PROBLEM: Find and copy the lines in the records beneath this task that contain the word "Emitted".

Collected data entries
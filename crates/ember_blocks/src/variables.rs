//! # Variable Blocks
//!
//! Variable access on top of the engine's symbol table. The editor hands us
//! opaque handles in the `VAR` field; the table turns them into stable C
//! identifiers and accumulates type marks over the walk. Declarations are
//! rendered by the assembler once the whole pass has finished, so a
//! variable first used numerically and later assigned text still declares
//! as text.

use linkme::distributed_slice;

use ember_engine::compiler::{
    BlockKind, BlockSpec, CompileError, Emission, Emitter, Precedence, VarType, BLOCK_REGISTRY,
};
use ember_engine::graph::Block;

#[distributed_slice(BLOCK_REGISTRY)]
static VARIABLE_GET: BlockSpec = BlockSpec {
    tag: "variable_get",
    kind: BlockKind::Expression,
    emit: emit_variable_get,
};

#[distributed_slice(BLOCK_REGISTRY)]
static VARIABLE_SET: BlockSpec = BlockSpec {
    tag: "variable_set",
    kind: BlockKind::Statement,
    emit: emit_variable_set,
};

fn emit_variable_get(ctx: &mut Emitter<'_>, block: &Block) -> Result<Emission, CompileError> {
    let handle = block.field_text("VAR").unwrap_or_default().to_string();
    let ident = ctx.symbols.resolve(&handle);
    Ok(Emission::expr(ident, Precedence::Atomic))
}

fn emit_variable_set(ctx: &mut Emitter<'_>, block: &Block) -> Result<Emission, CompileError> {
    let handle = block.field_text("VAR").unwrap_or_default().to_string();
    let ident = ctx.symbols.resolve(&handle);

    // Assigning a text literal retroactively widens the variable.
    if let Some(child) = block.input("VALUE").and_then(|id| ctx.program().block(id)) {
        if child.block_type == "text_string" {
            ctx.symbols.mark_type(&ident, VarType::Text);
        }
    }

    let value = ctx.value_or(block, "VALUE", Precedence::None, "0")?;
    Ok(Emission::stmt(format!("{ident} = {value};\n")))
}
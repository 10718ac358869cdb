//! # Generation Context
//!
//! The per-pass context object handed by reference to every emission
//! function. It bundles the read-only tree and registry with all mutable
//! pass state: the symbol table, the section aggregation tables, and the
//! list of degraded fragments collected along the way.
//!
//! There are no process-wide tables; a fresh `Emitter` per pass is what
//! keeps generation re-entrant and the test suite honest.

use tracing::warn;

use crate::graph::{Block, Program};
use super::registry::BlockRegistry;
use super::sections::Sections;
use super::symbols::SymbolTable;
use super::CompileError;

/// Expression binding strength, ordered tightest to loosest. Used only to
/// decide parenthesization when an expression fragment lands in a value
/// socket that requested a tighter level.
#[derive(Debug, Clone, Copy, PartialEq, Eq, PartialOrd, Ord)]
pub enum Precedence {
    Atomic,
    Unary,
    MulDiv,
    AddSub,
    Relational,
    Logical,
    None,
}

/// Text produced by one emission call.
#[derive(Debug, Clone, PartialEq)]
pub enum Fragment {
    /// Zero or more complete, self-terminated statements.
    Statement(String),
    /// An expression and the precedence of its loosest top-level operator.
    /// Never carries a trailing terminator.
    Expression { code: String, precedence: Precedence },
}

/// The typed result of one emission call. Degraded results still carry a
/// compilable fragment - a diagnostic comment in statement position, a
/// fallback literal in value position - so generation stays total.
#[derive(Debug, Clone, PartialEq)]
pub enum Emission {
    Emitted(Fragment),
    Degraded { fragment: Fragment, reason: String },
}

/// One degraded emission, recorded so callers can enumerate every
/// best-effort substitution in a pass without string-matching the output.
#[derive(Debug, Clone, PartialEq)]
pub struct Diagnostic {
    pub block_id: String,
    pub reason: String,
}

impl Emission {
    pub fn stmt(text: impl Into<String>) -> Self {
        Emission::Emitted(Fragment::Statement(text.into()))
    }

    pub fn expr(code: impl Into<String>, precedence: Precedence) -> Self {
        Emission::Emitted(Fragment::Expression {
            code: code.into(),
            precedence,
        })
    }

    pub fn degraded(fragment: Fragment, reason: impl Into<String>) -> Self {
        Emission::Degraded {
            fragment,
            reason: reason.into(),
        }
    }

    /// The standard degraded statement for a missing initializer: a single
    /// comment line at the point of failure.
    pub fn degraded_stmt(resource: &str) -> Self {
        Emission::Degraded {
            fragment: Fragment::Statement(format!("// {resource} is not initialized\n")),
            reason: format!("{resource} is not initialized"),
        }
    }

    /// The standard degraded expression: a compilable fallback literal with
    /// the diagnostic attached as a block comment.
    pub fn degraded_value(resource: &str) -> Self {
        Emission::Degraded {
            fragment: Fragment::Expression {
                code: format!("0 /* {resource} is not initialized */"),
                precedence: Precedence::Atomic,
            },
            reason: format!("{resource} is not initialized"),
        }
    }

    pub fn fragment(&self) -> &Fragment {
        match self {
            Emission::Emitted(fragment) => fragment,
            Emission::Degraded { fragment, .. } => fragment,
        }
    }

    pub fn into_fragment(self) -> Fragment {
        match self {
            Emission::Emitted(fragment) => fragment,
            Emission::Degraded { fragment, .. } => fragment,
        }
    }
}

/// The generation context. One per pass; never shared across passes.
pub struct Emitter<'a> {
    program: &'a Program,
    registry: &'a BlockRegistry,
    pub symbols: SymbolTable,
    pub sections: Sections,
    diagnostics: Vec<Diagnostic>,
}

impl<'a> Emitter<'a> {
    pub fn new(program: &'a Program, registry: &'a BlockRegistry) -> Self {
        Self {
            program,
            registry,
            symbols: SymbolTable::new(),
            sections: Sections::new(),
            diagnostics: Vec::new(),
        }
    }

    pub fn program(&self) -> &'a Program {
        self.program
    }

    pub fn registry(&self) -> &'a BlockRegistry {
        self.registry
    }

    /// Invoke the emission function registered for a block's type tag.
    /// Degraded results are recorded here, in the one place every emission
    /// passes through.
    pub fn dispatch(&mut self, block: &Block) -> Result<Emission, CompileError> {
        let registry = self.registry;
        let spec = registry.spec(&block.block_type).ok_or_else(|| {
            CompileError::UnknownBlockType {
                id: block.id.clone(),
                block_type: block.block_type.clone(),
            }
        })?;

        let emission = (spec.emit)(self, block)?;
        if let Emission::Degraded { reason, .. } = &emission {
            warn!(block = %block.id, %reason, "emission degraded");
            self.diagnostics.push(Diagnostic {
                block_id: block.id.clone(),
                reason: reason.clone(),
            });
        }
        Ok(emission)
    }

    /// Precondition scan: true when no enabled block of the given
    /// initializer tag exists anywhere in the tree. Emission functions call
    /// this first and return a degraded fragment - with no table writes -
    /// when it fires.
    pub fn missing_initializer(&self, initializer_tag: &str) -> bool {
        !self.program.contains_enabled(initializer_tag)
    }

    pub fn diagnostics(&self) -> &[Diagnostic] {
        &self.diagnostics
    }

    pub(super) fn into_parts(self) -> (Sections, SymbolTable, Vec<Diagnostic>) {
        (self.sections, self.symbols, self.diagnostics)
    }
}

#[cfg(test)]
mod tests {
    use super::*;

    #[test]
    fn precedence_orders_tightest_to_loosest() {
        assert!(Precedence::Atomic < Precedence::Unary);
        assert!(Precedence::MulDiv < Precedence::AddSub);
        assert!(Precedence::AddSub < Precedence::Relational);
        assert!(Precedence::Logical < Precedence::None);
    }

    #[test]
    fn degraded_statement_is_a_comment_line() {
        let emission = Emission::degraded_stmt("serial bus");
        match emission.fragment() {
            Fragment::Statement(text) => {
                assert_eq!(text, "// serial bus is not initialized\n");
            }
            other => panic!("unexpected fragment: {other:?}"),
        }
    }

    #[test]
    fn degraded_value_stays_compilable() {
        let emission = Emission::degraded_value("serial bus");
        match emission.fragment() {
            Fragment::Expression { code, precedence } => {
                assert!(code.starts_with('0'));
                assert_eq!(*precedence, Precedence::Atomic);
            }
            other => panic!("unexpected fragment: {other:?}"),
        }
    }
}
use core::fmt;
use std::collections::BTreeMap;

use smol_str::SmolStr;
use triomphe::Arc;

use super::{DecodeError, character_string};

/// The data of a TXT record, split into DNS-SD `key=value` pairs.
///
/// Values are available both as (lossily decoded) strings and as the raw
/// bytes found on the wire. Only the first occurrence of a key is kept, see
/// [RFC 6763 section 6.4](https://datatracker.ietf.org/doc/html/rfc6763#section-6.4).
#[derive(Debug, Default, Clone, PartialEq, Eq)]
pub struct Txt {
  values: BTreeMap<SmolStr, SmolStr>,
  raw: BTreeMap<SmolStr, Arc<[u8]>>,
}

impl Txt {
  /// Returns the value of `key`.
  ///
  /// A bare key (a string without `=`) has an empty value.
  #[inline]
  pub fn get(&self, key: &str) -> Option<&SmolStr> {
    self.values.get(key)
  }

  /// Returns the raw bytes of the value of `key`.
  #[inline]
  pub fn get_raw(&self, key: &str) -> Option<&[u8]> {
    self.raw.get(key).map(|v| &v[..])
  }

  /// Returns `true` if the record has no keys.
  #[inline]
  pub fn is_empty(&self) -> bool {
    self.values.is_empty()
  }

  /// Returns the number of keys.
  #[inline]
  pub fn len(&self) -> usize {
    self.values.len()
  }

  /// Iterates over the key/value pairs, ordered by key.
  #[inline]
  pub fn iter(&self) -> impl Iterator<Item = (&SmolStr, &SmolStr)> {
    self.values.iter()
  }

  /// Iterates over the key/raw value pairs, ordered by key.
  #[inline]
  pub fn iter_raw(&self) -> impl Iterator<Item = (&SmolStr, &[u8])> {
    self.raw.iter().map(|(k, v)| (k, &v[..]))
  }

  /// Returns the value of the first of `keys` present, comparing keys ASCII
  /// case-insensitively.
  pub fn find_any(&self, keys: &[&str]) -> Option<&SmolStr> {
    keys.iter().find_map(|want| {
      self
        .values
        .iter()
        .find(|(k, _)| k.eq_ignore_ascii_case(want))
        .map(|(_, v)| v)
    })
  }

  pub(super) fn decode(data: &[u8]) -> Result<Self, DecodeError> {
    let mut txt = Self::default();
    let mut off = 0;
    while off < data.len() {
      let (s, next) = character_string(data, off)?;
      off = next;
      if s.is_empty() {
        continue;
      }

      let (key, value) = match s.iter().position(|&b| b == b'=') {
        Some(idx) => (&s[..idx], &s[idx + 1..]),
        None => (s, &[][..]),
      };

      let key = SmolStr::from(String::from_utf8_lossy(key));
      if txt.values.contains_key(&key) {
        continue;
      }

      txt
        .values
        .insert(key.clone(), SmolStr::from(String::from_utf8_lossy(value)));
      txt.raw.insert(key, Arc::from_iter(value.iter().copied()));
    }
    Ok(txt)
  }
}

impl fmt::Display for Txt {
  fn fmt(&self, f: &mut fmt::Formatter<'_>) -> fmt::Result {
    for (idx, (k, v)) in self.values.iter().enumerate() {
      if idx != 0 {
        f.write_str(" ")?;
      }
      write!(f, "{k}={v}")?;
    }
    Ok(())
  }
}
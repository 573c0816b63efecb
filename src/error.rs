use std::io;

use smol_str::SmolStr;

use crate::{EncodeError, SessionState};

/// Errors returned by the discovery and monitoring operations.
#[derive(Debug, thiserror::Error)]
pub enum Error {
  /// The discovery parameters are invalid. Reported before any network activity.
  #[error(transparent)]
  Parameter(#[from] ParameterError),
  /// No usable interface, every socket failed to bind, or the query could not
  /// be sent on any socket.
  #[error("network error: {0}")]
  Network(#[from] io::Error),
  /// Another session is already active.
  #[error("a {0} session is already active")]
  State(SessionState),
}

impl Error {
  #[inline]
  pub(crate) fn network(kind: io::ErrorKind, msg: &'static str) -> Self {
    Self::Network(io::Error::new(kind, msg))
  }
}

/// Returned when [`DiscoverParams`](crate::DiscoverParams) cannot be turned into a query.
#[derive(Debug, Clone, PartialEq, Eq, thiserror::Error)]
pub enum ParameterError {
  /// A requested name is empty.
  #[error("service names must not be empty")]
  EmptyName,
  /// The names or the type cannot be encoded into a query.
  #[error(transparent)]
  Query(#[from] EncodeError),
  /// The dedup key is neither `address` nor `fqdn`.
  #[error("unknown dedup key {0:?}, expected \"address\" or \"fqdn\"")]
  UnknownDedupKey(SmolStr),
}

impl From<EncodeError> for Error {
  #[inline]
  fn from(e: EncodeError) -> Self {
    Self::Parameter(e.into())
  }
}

YOUR SOLUTION:
    Emitted(Fragment),
        Emission::Emitted(Fragment::Statement(text.into()))
        Emission::Emitted(Fragment::Expression {
            Emission::Emitted(fragment) => fragment,
            Emission::Emitted(fragment) => fragment,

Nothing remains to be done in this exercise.